The NVIDIA Device Plugin is a Kubernetes Daemonset that simplifies the management of GPU resources across a cluster. Its primary function is to automatically expose the number of GPUs on each node, making them discoverable and allocatable by the Kubernetes scheduler. This allows pods to request and consume GPU resources in a similar way to cpu and memory. Under the hood, the device plugin communicates with the kubelet on each node, providing information about the available GPUs and their capacities. It also monitors the health of the GPUs, ensuring they are functioning optimally and reporting any issues to Kubernetes.

Some of the benefits of the NVIDIA Device Plugin include:

  1. Automatic GPU discovery and allocation, eliminating the need to manually configure GPUs resources on each node.
  2. Seamless integration with Kubernetes, allowing you to manage GPUs with familiar tools and workflows
  3. GPU health monitoring, allowing Kubernetes to maintain stability and reliability for GPU-accelerated workloads.
  4. Resource sharing, which allows multiple pods to utilize the same GPU, which is crucial in an environment like today where GPUs are scarce and expensive.
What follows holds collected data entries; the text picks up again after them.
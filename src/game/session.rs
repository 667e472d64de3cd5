//! Game session: scores and round state around a [`TableEngine`].
//!
//! A round goes through these phases:
//!
//! ```text
//! Searching --select() x3, valid-------> Found(Player)
//! Searching --timeout(), set on table--> Found(Computer)
//! Searching --timeout(), none----------> NoSets { game_over: deck empty }
//! Found / NoSets --advance()-----------> Searching (next round or new game)
//! ```
//!
//! The session never reads a clock. The control loop decides when the
//! search time from [`SessionConfig`] has run out and calls `timeout()`.

use serde::{Deserialize, Serialize};
use smallvec::SmallVec;

use crate::cards::Card;
use crate::core::config::SessionConfig;
use crate::core::error::{Result, SetError};
use crate::core::rng::{GameRng, GameRngState};
use crate::table::{EngineSnapshot, TableEngine, Triplet};

/// Who resolved a round.
#[derive(Clone, Copy, Debug, PartialEq, Eq, Serialize, Deserialize)]
pub enum Finder {
    Player,
    Computer,
}

/// A Set that resolved the current round.
#[derive(Clone, Copy, Debug, PartialEq, Eq, Serialize, Deserialize)]
pub struct FoundSet {
    pub triplet: Triplet,
    pub finder: Finder,
}

/// Where the current round stands.
#[derive(Clone, Copy, Debug, PartialEq, Eq, Serialize, Deserialize)]
pub enum Phase {
    /// Waiting for the player to pick three cards or for a timeout.
    Searching,
    /// A Set was found; `advance()` removes it.
    Found(FoundSet),
    /// The table holds no Set. With an empty deck this ends the game.
    NoSets { game_over: bool },
}

/// Result of toggling a card in the player's selection.
#[derive(Clone, Copy, Debug, PartialEq, Eq)]
pub enum Selection {
    /// Fewer than three cards are selected; holds the current count.
    Pending(usize),
    /// Three cards forming a Set; the player scores.
    Found(Triplet),
    /// Three cards that do not form a Set; the selection was cleared.
    Rejected(Triplet),
}

/// Result of the search time running out.
#[derive(Clone, Copy, Debug, PartialEq, Eq)]
pub enum TimeoutOutcome {
    /// The computer took the first Set on the table and scores.
    ComputerFound(Triplet),
    /// No Set on the table.
    NoSets { game_over: bool },
}

/// Result of moving past a resolved round.
#[derive(Clone, Copy, Debug, PartialEq, Eq)]
pub enum Advance {
    /// Cards were replaced; a new round is searching.
    NextRound,
    /// The game ended with this final score. A fresh game has been dealt.
    GameOver(Score),
}

/// Points per side.
#[derive(Clone, Copy, Debug, Default, PartialEq, Eq, Serialize, Deserialize)]
pub struct Score {
    pub player: u32,
    pub computer: u32,
}

impl std::fmt::Display for Score {
    fn fmt(&self, f: &mut std::fmt::Formatter<'_>) -> std::fmt::Result {
        write!(f, "{} - {} (you - computer)", self.player, self.computer)
    }
}

/// One player against the computer.
#[derive(Clone, Debug)]
pub struct GameSession {
    config: SessionConfig,
    rng: GameRng,
    engine: TableEngine,
    score: Score,
    selection: SmallVec<[Card; 3]>,
    phase: Phase,
    round: u32,
    games_completed: u32,
}

impl GameSession {
    /// Start a session whose deals are determined by `seed`.
    #[must_use]
    pub fn new(config: SessionConfig, seed: u64) -> Self {
        Self::with_rng(config, GameRng::new(seed))
    }

    /// Start a session with OS-seeded shuffles.
    #[must_use]
    pub fn from_entropy(config: SessionConfig) -> Self {
        Self::with_rng(config, GameRng::from_entropy())
    }

    fn with_rng(config: SessionConfig, mut rng: GameRng) -> Self {
        let engine = TableEngine::shuffled(&mut rng);
        log::info!("new game (search time {}s)", config.search_secs());
        Self {
            config,
            rng,
            engine,
            score: Score::default(),
            selection: SmallVec::new(),
            phase: Phase::Searching,
            round: 1,
            games_completed: 0,
        }
    }

    /// Play on a prepared engine (for scripted scenarios).
    ///
    /// `seed` drives the deals of any later games.
    #[must_use]
    pub fn with_engine(config: SessionConfig, engine: TableEngine, seed: u64) -> Self {
        Self {
            config,
            rng: GameRng::new(seed),
            engine,
            score: Score::default(),
            selection: SmallVec::new(),
            phase: Phase::Searching,
            round: 1,
            games_completed: 0,
        }
    }

    // === Queries ===

    #[must_use]
    pub fn config(&self) -> &SessionConfig {
        &self.config
    }

    #[must_use]
    pub fn engine(&self) -> &TableEngine {
        &self.engine
    }

    /// Cards currently on the table.
    #[must_use]
    pub fn table(&self) -> &im::Vector<Card> {
        self.engine.table()
    }

    #[must_use]
    pub fn score(&self) -> Score {
        self.score
    }

    /// Cards the player has selected so far.
    #[must_use]
    pub fn selection(&self) -> &[Card] {
        &self.selection
    }

    #[must_use]
    pub fn phase(&self) -> &Phase {
        &self.phase
    }

    /// Round number within the current game (starts at 1).
    #[must_use]
    pub fn round(&self) -> u32 {
        self.round
    }

    /// Games finished in this session.
    #[must_use]
    pub fn games_completed(&self) -> u32 {
        self.games_completed
    }

    /// Is the round still waiting for a set?
    #[must_use]
    pub fn is_searching(&self) -> bool {
        matches!(self.phase, Phase::Searching)
    }

    /// Will the next `advance()` end the game?
    #[must_use]
    pub fn is_game_over(&self) -> bool {
        matches!(self.phase, Phase::NoSets { game_over: true })
    }

    // === Events ===

    /// Toggle `card` in the player's selection.
    ///
    /// Selecting a third card checks the selection: a Set resolves the round
    /// in the player's favour, anything else clears the selection.
    pub fn select(&mut self, card: Card) -> Result<Selection> {
        if !self.is_searching() {
            return Err(SetError::RoundResolved);
        }
        if !self.engine.on_table(&card) {
            return Err(SetError::CardNotOnTable(card));
        }

        if let Some(pos) = self.selection.iter().position(|c| *c == card) {
            self.selection.remove(pos);
            return Ok(Selection::Pending(self.selection.len()));
        }

        self.selection.push(card);
        if self.selection.len() < 3 {
            return Ok(Selection::Pending(self.selection.len()));
        }

        let triplet = Triplet::new(self.selection[0], self.selection[1], self.selection[2]);
        self.selection.clear();

        if triplet.is_set() {
            self.score.player += 1;
            self.phase = Phase::Found(FoundSet {
                triplet,
                finder: Finder::Player,
            });
            log::debug!("round {}: player found {}", self.round, triplet);
            Ok(Selection::Found(triplet))
        } else {
            log::debug!("round {}: rejected {}", self.round, triplet);
            Ok(Selection::Rejected(triplet))
        }
    }

    /// The search time ran out: the computer looks for a set.
    pub fn timeout(&mut self) -> Result<TimeoutOutcome> {
        if !self.is_searching() {
            return Err(SetError::RoundResolved);
        }
        self.selection.clear();

        match self.engine.first_set() {
            Some(triplet) => {
                self.score.computer += 1;
                self.phase = Phase::Found(FoundSet {
                    triplet,
                    finder: Finder::Computer,
                });
                log::debug!("round {}: computer found {}", self.round, triplet);
                Ok(TimeoutOutcome::ComputerFound(triplet))
            }
            None => {
                let game_over = self.engine.is_deck_empty();
                self.phase = Phase::NoSets { game_over };
                log::debug!(
                    "round {}: no sets on {} cards (game over: {})",
                    self.round,
                    self.engine.table().len(),
                    game_over
                );
                Ok(TimeoutOutcome::NoSets { game_over })
            }
        }
    }

    /// Clear a resolved round and refill the table.
    ///
    /// A found Set is removed. Without a Set the first three table cards are
    /// discarded instead, unless the deck is empty, which ends the game and
    /// deals a new one.
    pub fn advance(&mut self) -> Result<Advance> {
        let game_over = match self.phase {
            Phase::Searching => return Err(SetError::RoundInProgress),
            Phase::Found(found) => {
                self.engine.remove_from_table(found.triplet.cards())?;
                false
            }
            Phase::NoSets { game_over } => {
                let stale: SmallVec<[Card; 3]> =
                    self.engine.table().iter().take(3).copied().collect();
                self.engine.remove_from_table(&stale)?;
                game_over
            }
        };

        self.selection.clear();
        self.phase = Phase::Searching;
        self.engine.fill_table();

        if game_over {
            let final_score = self.score;
            log::info!("game over after {} rounds: {}", self.round, final_score);
            self.games_completed += 1;
            self.new_game();
            return Ok(Advance::GameOver(final_score));
        }

        self.round += 1;
        Ok(Advance::NextRound)
    }

    /// Abandon the current game and deal a fresh one.
    pub fn new_game(&mut self) {
        self.engine = TableEngine::shuffled(&mut self.rng);
        self.score = Score::default();
        self.selection.clear();
        self.phase = Phase::Searching;
        self.round = 1;
        log::info!("new game (game {})", self.games_completed + 1);
    }

    // === Snapshots ===

    /// Capture the full session.
    #[must_use]
    pub fn snapshot(&self) -> SessionSnapshot {
        SessionSnapshot {
            config: self.config,
            rng: self.rng.state(),
            engine: self.engine.snapshot(),
            score: self.score,
            selection: self.selection.to_vec(),
            phase: self.phase,
            round: self.round,
            games_completed: self.games_completed,
        }
    }

    /// Resume a session from a snapshot.
    ///
    /// The round state must be one the session could have reached: a
    /// selection of at most two table cards while searching, a found Set
    /// that is still on the table, and game over only with an empty deck.
    pub fn restore(snapshot: &SessionSnapshot) -> Result<Self> {
        let engine = TableEngine::restore(&snapshot.engine)?;
        check_round(&engine, &snapshot.selection, &snapshot.phase)?;

        Ok(Self {
            config: snapshot.config,
            rng: GameRng::from_state(&snapshot.rng),
            engine,
            score: snapshot.score,
            selection: SmallVec::from_slice(&snapshot.selection),
            phase: snapshot.phase,
            round: snapshot.round,
            games_completed: snapshot.games_completed,
        })
    }
}

/// Reject round state the session could never have reached.
fn check_round(engine: &TableEngine, selection: &[Card], phase: &Phase) -> Result<()> {
    if let Some(card) = selection.iter().find(|c| !engine.on_table(c)) {
        return Err(SetError::CardNotOnTable(*card));
    }
    match selection {
        [] => {}
        [a, b] if a == b => return Err(SetError::DuplicateCard(*a)),
        [_] | [_, _] if matches!(phase, Phase::Searching) => {}
        [_] | [_, _] => {
            return Err(SetError::InconsistentSession(
                "selection outside a searching round",
            ))
        }
        _ => {
            return Err(SetError::InconsistentSession(
                "selection holds three or more cards",
            ))
        }
    }

    match phase {
        Phase::Searching | Phase::NoSets { game_over: false } => Ok(()),
        Phase::NoSets { game_over: true } if engine.is_deck_empty() => Ok(()),
        Phase::NoSets { game_over: true } => Err(SetError::InconsistentSession(
            "game over with cards left in the deck",
        )),
        Phase::Found(found) => {
            let [a, b, c] = found.triplet.cards();
            if let Some(card) = found.triplet.into_iter().find(|card| !engine.on_table(card)) {
                return Err(SetError::CardNotOnTable(card));
            }
            if a == b || a == c || b == c {
                return Err(SetError::InconsistentSession("found triplet repeats a card"));
            }
            if !found.triplet.is_set() {
                return Err(SetError::InconsistentSession("found triplet is not a Set"));
            }
            Ok(())
        }
    }
}

/// Serializable session state.
#[derive(Clone, Debug, PartialEq, Eq, Serialize, Deserialize)]
pub struct SessionSnapshot {
    pub config: SessionConfig,
    pub rng: GameRngState,
    pub engine: EngineSnapshot,
    pub score: Score,
    pub selection: Vec<Card>,
    pub phase: Phase,
    pub round: u32,
    pub games_completed: u32,
}

impl SessionSnapshot {
    /// Encode with bincode.
    pub fn encode(&self) -> Result<Vec<u8>> {
        Ok(bincode::serialize(self)?)
    }

    /// Decode from bincode.
    pub fn decode(bytes: &[u8]) -> Result<Self> {
        Ok(bincode::deserialize(bytes)?)
    }
}
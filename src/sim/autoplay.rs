//! Autoplay loop: whole games with a simulated player.
//!
//! Each round the simulated player spots a Set before the timeout with
//! probability `skill`, picking uniformly among the Sets on the table.
//! Otherwise the round times out and the computer moves.

use crate::core::config::SessionConfig;
use crate::core::error::Result;
use crate::core::rng::{unit_probability, GameRng};
use crate::game::{Advance, GameSession, Selection, TimeoutOutcome};
use crate::table::Triplet;

use super::stats::{AutoplayStats, GameRecord};

/// Configuration for autoplay.
#[derive(Clone, Debug)]
pub struct AutoplayConfig {
    /// Number of games to play.
    pub games: usize,

    /// Chance per round that the simulated player finds a set in time.
    pub skill: f64,

    /// Maximum rounds per game (a full game never needs more than 28).
    pub max_rounds: u32,

    /// Seed offset (combined with game index for unique seeds).
    pub seed_offset: u64,
}

impl Default for AutoplayConfig {
    fn default() -> Self {
        Self {
            games: 100,
            skill: 0.5,
            max_rounds: 100,
            seed_offset: 0,
        }
    }
}

impl AutoplayConfig {
    /// Create a new autoplay config.
    pub fn new() -> Self {
        Self::default()
    }

    /// Set the number of games.
    pub fn with_games(mut self, games: usize) -> Self {
        self.games = games;
        self
    }

    /// Set the simulated player's skill in `[0, 1]`. NaN means no skill.
    pub fn with_skill(mut self, skill: f64) -> Self {
        self.skill = unit_probability(skill);
        self
    }

    /// Set the round limit per game.
    pub fn with_max_rounds(mut self, max: u32) -> Self {
        self.max_rounds = max;
        self
    }

    /// Set seed offset.
    pub fn with_seed_offset(mut self, offset: u64) -> Self {
        self.seed_offset = offset;
        self
    }
}

/// Plays games through [`GameSession`].
pub struct AutoplayRunner {
    config: AutoplayConfig,
}

impl AutoplayRunner {
    pub fn new(config: AutoplayConfig) -> Self {
        Self { config }
    }

    #[must_use]
    pub fn config(&self) -> &AutoplayConfig {
        &self.config
    }

    /// Play one game dealt from `seed`.
    pub fn play_game(&self, seed: u64) -> Result<GameRecord> {
        let mut session = GameSession::new(SessionConfig::default(), seed);
        let mut player_rng = GameRng::new(seed ^ 0x9E37_79B9_7F4A_7C15);
        let mut record = GameRecord::new(seed);

        while record.rounds < self.config.max_rounds {
            record.rounds += 1;

            let sets: Vec<Triplet> = session.engine().find_all_sets().collect();
            let spotted = if player_rng.gen_bool(self.config.skill) {
                player_rng.choose(&sets).copied()
            } else {
                None
            };

            match spotted {
                Some(triplet) => {
                    let mut outcome = Selection::Pending(0);
                    for card in triplet {
                        outcome = session.select(card)?;
                    }
                    debug_assert!(matches!(outcome, Selection::Found(_)));
                }
                None => match session.timeout()? {
                    TimeoutOutcome::ComputerFound(_) => {}
                    TimeoutOutcome::NoSets { .. } => record.no_set_rounds += 1,
                },
            }

            let score = session.score();
            let table_left = session.table().len();
            if let Advance::GameOver(final_score) = session.advance()? {
                record.score = final_score;
                record.table_left = table_left;
                record.finished = true;
                return Ok(record);
            }
            record.score = score;
        }

        log::warn!("game {} hit the round limit of {}", seed, self.config.max_rounds);
        record.table_left = session.table().len();
        Ok(record)
    }

    /// Play `config.games` games with consecutive seeds.
    pub fn run(&self) -> Result<(Vec<GameRecord>, AutoplayStats)> {
        let mut records = Vec::with_capacity(self.config.games);
        let mut stats = AutoplayStats::new();

        for i in 0..self.config.games {
            let seed = self.config.seed_offset.wrapping_add(i as u64);
            let record = self.play_game(seed)?;
            log::debug!(
                "game {:>4}: {} rounds, {}",
                i,
                record.rounds,
                record.score
            );
            stats.record(&record);
            records.push(record);
        }

        log::info!("{}", stats);
        Ok((records, stats))
    }
}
Installing and Configuring the Nvidia Device Plugin


  • Ensure that your GPU nodes have the necessary NVIDIA drivers (version ~= 384.81) installed.
  • Install the nvidia-container-toolkit (version >= 1.7.0) on each GPU node.
  • Configure the nvidia-container-runtime as the default runtime for Docker or containerd.
  • Kubernetes version >= 1.10
  • If using AWS EKS for example, these will be handled for you by default when using GPU nodes

Deploying the Device Plugin

First, we’ll install the daemonset using helm. To install the latest version (v0.14.5 at the time of writing) into a cluster with default settings, the most basic command is:

helm upgrade -i nvdp nvidia-device-plugin \
  --repo \
  --namespace nvidia-device-plugin \
  --create-namespace \
  --version v0.14.5

This will install OR upgrade a helm release named nvdp into the nvidia-device-plugin namespace, with default settings.

This will give you a basic setup, but there are many reasons you may want to customize the chart via values.yaml. We’ll dive into some of the most useful options as well as some best practices, but you can see the full set of values here. You’ll likely want to add taints to your GPU nodes (the method used will depend on your kubernetes setup and how you are provisioning node) and then configure tolerations to ensure that the device plugin is only scheduled on GPU-enabled devices. We’ll dive deeper into these types of configurations in part 2 of this series.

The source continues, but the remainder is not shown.